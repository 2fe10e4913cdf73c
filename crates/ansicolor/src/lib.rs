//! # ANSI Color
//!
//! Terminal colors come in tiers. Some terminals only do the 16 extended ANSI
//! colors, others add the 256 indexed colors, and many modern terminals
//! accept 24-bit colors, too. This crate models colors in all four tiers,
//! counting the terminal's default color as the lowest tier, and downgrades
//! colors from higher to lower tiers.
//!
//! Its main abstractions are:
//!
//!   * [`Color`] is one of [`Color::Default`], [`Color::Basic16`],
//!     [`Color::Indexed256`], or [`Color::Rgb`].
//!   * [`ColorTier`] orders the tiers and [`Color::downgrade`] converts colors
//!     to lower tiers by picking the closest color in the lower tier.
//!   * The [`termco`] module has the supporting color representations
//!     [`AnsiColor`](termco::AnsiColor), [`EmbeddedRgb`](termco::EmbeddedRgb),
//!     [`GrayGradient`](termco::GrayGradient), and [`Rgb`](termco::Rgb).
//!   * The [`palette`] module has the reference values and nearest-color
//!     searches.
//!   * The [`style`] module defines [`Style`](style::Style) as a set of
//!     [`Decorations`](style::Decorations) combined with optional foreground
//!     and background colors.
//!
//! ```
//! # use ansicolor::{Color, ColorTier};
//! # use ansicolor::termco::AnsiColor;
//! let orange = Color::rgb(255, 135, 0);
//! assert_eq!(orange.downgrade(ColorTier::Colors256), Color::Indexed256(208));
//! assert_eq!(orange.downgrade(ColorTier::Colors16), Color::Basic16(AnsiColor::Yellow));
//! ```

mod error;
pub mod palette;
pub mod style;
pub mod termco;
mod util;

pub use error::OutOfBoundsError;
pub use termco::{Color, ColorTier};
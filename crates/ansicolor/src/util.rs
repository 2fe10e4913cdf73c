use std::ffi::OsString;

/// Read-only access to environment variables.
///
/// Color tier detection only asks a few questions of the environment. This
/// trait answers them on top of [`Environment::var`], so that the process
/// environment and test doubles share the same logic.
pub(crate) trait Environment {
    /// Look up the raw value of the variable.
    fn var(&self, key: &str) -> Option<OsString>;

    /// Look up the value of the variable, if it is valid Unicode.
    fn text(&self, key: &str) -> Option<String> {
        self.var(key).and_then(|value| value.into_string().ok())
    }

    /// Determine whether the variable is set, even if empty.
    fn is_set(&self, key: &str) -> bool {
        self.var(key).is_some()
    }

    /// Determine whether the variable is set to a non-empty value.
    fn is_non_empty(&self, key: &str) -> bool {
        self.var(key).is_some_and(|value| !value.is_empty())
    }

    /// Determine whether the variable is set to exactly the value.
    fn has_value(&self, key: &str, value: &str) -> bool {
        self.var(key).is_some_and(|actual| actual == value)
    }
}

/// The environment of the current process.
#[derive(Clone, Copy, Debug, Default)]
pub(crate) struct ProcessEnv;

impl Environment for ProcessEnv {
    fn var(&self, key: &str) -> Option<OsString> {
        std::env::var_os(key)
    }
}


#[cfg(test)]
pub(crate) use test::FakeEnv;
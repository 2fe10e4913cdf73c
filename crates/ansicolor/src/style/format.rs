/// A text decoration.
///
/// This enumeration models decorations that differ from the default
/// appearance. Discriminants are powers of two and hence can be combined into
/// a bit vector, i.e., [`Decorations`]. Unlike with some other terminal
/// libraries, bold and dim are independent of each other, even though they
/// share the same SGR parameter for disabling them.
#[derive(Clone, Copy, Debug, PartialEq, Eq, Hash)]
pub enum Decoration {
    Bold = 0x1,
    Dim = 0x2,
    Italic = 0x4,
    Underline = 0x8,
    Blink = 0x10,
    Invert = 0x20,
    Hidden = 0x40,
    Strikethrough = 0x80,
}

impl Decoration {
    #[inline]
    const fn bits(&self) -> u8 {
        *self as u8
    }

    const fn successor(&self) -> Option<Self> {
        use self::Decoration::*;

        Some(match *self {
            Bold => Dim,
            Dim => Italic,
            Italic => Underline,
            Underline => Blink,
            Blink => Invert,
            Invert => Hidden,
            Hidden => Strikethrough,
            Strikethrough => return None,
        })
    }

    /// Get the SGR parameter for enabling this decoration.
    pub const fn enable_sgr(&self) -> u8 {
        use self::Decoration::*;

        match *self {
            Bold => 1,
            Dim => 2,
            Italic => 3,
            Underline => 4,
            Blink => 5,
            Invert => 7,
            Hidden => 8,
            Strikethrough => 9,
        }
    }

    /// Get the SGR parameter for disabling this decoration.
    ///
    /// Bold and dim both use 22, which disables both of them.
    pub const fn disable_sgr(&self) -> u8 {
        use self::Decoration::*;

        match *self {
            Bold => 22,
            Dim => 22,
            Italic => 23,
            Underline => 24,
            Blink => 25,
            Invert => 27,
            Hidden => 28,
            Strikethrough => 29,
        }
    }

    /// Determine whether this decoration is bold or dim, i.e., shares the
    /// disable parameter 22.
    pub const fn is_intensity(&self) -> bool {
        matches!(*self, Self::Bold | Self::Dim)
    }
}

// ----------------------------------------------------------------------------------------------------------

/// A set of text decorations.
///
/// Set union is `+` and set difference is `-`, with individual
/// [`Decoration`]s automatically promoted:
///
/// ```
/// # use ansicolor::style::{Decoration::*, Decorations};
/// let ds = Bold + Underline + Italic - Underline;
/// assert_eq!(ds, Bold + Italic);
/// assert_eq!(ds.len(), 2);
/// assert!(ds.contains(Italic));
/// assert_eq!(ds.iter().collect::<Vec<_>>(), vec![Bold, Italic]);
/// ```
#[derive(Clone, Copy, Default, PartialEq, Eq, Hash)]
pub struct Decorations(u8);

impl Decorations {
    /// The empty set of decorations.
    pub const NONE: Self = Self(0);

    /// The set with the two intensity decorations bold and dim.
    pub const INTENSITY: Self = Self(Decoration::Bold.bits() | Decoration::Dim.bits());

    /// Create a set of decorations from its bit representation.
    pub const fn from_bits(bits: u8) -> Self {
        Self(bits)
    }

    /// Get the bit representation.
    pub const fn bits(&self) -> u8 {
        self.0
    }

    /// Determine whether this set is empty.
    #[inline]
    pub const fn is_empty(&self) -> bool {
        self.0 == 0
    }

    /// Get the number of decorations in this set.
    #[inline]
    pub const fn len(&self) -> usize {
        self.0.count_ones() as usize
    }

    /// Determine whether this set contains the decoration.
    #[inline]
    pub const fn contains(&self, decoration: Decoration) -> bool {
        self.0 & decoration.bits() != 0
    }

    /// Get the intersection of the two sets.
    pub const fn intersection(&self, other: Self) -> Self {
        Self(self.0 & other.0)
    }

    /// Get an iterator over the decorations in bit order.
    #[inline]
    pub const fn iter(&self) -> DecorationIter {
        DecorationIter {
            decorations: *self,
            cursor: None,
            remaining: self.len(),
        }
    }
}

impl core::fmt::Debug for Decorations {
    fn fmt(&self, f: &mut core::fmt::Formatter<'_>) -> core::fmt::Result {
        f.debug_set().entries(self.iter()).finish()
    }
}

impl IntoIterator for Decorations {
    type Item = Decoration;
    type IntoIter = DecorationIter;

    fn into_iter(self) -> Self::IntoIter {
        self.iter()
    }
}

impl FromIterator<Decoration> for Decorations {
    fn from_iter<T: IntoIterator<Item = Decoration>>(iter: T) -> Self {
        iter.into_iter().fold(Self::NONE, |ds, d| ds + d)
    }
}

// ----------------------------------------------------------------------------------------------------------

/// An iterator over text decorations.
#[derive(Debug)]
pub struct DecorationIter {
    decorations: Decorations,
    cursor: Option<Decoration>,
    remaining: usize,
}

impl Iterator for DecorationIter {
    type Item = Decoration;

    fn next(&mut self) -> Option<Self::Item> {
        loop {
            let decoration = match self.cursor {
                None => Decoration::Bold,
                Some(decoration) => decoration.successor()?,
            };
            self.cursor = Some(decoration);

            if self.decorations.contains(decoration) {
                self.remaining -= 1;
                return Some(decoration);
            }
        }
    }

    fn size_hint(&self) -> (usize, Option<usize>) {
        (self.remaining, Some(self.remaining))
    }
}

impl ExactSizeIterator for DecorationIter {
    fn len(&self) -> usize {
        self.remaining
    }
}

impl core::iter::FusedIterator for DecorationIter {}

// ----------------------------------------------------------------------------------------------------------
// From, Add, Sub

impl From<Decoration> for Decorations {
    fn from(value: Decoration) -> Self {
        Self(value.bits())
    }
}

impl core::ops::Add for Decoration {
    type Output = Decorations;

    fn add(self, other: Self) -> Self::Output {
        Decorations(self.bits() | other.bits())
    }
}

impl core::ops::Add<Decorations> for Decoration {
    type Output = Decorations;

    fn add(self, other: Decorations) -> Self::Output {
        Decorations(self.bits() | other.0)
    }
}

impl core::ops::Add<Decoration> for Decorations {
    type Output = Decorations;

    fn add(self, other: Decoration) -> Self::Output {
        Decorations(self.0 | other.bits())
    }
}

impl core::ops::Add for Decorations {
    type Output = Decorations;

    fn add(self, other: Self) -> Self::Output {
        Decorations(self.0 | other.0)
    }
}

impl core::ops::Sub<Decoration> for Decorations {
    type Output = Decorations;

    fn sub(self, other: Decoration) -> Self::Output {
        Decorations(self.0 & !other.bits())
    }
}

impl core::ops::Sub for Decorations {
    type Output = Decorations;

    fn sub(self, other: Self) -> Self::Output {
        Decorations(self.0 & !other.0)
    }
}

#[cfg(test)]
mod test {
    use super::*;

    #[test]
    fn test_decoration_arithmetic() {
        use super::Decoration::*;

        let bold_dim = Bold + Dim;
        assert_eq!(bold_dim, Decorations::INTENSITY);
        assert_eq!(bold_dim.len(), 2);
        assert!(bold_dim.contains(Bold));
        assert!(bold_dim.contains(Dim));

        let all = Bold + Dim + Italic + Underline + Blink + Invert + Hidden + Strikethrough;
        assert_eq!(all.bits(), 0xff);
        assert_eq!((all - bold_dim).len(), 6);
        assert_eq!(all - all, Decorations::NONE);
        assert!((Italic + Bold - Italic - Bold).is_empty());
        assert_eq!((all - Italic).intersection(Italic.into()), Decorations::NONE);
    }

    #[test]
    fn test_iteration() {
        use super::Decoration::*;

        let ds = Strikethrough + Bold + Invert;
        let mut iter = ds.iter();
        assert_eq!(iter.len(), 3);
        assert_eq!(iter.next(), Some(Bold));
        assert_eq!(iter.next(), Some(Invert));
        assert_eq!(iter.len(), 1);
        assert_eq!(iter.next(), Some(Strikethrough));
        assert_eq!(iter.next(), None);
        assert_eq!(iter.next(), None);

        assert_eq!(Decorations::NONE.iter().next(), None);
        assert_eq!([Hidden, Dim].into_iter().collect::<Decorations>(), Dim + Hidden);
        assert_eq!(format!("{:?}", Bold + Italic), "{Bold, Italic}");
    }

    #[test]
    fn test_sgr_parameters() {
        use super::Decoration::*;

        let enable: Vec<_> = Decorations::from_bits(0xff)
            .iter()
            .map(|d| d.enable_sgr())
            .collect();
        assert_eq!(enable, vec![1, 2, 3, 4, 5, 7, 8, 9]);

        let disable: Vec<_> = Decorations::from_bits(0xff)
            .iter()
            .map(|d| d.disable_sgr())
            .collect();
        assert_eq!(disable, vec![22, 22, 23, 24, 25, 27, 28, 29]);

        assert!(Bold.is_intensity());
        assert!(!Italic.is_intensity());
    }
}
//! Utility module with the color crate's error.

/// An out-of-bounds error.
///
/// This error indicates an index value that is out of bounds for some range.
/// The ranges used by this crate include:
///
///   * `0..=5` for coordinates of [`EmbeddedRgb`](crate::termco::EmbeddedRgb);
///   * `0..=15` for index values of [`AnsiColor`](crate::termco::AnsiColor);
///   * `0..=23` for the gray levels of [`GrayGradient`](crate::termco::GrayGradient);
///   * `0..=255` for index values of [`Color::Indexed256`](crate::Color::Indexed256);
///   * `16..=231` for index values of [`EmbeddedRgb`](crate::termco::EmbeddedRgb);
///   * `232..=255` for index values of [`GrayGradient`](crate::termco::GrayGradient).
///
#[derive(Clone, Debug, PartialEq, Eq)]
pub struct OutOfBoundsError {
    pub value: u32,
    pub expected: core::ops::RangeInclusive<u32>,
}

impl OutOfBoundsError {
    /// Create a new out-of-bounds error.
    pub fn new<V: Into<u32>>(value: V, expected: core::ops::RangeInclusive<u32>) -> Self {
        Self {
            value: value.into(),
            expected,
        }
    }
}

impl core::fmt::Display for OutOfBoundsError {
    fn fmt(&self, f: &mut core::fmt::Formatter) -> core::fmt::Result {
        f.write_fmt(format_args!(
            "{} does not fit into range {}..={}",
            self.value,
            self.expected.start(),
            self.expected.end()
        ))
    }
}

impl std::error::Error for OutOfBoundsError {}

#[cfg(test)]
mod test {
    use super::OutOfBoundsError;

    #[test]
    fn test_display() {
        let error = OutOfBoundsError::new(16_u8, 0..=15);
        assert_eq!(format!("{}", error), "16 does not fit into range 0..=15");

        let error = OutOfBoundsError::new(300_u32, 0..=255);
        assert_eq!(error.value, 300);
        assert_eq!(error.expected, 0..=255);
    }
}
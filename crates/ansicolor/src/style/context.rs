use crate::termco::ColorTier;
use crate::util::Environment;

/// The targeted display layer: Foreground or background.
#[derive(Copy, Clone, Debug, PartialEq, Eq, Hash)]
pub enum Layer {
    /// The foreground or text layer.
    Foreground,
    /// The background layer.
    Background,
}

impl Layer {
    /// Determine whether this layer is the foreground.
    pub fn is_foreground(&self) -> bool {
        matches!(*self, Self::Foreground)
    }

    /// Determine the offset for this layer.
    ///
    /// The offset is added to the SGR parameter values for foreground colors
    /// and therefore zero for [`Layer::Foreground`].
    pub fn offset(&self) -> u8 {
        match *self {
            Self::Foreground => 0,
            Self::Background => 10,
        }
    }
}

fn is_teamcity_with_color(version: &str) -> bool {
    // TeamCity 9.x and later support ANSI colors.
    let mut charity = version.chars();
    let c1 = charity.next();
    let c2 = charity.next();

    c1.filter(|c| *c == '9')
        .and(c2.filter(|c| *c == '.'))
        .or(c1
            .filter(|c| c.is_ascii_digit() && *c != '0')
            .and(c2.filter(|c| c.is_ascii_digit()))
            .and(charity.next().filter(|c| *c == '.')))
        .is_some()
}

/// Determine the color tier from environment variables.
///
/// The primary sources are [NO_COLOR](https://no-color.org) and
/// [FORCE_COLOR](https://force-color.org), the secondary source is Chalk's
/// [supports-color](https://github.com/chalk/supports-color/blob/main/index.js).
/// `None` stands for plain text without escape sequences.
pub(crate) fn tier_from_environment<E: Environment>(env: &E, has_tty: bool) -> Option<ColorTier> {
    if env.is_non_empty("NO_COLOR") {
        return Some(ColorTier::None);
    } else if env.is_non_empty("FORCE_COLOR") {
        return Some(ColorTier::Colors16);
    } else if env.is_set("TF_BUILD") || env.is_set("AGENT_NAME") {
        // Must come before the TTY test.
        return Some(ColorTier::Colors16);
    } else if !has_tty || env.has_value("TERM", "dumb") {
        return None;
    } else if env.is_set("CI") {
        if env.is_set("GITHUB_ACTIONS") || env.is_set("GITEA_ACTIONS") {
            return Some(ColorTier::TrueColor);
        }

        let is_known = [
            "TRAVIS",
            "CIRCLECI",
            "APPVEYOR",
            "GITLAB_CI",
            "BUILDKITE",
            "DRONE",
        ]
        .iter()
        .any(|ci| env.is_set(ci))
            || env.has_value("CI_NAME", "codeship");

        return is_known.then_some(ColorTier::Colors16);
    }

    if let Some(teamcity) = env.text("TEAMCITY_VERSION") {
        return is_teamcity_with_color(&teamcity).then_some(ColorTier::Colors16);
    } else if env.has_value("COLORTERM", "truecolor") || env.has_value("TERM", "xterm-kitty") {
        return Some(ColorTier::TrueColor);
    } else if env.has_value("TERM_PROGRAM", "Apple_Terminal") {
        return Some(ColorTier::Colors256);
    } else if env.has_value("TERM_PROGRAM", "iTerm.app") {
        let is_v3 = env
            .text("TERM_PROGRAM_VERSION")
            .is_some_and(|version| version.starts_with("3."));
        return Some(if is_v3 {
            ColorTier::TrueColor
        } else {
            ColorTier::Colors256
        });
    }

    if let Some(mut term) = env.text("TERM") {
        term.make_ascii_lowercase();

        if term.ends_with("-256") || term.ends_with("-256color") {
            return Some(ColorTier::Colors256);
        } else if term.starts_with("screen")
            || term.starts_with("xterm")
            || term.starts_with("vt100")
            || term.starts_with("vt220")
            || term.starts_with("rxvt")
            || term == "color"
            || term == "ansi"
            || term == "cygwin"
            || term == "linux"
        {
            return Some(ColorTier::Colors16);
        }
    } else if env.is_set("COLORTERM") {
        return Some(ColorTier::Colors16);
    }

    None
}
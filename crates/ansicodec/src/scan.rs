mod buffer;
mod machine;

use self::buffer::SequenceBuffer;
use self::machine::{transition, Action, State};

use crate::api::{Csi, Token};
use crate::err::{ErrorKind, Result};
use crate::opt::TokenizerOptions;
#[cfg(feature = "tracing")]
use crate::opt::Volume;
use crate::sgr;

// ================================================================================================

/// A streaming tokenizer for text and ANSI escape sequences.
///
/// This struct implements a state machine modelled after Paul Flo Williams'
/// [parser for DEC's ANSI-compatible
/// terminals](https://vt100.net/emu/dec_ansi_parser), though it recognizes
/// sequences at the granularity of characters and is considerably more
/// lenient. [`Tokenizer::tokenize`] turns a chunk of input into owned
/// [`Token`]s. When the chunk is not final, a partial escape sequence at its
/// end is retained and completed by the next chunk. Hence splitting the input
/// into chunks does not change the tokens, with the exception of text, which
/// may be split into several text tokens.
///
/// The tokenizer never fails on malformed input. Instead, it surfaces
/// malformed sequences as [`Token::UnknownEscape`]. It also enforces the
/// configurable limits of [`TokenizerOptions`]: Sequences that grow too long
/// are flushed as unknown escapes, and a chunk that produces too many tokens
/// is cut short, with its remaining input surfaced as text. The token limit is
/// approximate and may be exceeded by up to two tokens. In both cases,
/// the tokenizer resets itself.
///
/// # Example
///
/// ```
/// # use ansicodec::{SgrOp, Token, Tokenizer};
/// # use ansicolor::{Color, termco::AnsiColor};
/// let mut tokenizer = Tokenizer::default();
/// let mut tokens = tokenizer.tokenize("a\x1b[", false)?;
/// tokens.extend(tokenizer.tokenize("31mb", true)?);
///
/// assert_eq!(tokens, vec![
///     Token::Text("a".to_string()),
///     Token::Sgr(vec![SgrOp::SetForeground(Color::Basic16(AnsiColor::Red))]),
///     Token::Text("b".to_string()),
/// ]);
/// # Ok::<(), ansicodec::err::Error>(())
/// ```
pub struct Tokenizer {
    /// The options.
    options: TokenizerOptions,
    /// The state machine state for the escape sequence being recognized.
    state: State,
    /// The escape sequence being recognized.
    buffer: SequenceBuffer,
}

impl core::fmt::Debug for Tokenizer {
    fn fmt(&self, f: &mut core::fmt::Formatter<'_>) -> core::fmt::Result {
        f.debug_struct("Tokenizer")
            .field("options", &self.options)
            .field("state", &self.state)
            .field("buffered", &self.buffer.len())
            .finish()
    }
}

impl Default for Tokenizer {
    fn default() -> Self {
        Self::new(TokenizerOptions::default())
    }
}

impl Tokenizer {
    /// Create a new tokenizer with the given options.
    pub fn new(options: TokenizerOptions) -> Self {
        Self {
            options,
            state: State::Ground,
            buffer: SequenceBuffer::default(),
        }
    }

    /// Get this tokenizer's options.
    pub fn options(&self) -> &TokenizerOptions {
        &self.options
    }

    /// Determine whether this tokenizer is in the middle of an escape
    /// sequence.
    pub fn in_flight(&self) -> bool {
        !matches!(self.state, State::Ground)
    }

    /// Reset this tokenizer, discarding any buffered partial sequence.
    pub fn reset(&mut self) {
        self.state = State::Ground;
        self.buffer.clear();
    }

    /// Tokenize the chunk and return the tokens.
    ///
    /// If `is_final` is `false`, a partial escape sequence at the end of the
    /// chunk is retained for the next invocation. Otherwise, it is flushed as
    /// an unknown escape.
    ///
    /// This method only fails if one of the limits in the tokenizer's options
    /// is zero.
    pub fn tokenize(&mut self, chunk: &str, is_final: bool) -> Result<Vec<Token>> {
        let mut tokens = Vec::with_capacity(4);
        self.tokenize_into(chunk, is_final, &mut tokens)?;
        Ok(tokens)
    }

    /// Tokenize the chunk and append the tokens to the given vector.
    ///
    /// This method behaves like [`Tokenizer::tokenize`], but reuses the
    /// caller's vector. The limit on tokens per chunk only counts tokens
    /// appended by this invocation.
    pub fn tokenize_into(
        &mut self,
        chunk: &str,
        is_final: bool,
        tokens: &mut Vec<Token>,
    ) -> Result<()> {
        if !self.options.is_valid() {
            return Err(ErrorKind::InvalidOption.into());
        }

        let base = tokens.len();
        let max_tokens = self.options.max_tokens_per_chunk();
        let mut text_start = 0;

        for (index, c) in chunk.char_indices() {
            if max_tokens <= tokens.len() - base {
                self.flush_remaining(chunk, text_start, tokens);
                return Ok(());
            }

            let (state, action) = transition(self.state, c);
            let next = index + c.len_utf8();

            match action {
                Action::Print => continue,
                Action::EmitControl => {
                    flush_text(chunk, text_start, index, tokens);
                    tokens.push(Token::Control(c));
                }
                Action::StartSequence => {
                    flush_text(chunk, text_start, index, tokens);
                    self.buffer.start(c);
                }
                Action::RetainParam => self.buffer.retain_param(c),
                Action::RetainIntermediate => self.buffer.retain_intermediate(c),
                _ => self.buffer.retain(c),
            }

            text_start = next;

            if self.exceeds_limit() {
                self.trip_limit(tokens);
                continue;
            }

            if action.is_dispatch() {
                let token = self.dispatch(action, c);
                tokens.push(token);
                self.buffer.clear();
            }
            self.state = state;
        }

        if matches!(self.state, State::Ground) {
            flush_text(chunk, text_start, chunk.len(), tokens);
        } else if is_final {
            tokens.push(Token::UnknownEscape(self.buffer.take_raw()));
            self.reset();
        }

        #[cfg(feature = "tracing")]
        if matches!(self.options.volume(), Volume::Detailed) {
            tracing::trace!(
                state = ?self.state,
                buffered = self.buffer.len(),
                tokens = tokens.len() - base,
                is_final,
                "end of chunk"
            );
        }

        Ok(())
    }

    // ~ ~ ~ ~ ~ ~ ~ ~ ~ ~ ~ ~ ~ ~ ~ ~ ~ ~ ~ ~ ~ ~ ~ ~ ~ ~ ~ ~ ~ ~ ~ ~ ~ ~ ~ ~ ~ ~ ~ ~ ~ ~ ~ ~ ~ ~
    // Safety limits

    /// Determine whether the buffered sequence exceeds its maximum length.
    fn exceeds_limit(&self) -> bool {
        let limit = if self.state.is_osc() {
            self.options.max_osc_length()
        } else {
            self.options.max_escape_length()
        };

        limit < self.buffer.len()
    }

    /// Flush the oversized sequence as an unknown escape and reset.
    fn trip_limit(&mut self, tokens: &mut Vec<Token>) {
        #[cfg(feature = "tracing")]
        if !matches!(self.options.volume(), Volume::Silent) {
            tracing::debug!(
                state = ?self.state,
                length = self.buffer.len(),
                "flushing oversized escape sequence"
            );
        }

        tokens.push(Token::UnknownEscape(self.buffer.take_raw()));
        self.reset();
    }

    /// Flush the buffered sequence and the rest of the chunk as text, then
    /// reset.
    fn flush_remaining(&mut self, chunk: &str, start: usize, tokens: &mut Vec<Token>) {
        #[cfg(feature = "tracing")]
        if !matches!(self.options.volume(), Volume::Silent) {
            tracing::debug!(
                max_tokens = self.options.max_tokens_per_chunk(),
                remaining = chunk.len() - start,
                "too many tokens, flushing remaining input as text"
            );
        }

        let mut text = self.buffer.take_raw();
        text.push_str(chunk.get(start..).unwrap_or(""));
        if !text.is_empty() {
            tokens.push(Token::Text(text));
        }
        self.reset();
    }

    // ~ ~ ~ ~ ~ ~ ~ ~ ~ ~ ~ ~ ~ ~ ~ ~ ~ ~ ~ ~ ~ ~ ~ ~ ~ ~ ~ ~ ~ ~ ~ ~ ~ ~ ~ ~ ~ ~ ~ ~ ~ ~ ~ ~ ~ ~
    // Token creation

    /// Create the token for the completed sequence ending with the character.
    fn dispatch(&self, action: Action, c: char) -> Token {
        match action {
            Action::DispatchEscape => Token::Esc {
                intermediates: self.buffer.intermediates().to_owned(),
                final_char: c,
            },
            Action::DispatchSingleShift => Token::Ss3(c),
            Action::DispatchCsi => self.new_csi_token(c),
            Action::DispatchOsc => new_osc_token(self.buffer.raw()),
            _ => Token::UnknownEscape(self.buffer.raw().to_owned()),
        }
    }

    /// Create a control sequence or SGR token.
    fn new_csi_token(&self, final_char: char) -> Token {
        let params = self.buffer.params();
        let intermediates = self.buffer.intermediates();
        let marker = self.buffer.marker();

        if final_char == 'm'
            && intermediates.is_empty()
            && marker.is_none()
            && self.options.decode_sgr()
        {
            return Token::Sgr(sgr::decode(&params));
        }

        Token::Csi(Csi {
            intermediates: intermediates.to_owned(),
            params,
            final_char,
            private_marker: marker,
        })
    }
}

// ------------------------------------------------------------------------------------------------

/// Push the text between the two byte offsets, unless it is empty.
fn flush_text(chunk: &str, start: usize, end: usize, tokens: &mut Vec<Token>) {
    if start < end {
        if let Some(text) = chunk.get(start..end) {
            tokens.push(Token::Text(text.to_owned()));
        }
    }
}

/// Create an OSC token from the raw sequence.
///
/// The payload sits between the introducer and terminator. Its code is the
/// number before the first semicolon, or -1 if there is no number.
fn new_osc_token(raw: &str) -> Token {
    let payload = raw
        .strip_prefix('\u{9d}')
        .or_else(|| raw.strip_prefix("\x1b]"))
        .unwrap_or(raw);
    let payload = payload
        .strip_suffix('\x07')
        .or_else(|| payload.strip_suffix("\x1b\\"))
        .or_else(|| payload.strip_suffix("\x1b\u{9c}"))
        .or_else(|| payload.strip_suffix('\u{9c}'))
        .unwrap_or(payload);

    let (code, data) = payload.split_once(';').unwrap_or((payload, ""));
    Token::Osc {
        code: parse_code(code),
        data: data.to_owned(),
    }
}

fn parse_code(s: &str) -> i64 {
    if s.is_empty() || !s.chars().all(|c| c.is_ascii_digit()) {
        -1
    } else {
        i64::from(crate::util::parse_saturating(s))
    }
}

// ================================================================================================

===

**What to produce:** Where the listing above has a line with "end: usize, tokens: &mut", start there, and output every line exactly through the line with "code is the", which is also included.

**Expected output:**
fn flush_text(chunk: &str, start: usize, end: usize, tokens: &mut Vec<Token>) {
    if start < end {
        if let Some(text) = chunk.get(start..end) {
            tokens.push(Token::Text(text.to_owned()));
        }
    }
}

/// Create an OSC token from the raw sequence.
///
/// The payload sits between the introducer and terminator. Its code is the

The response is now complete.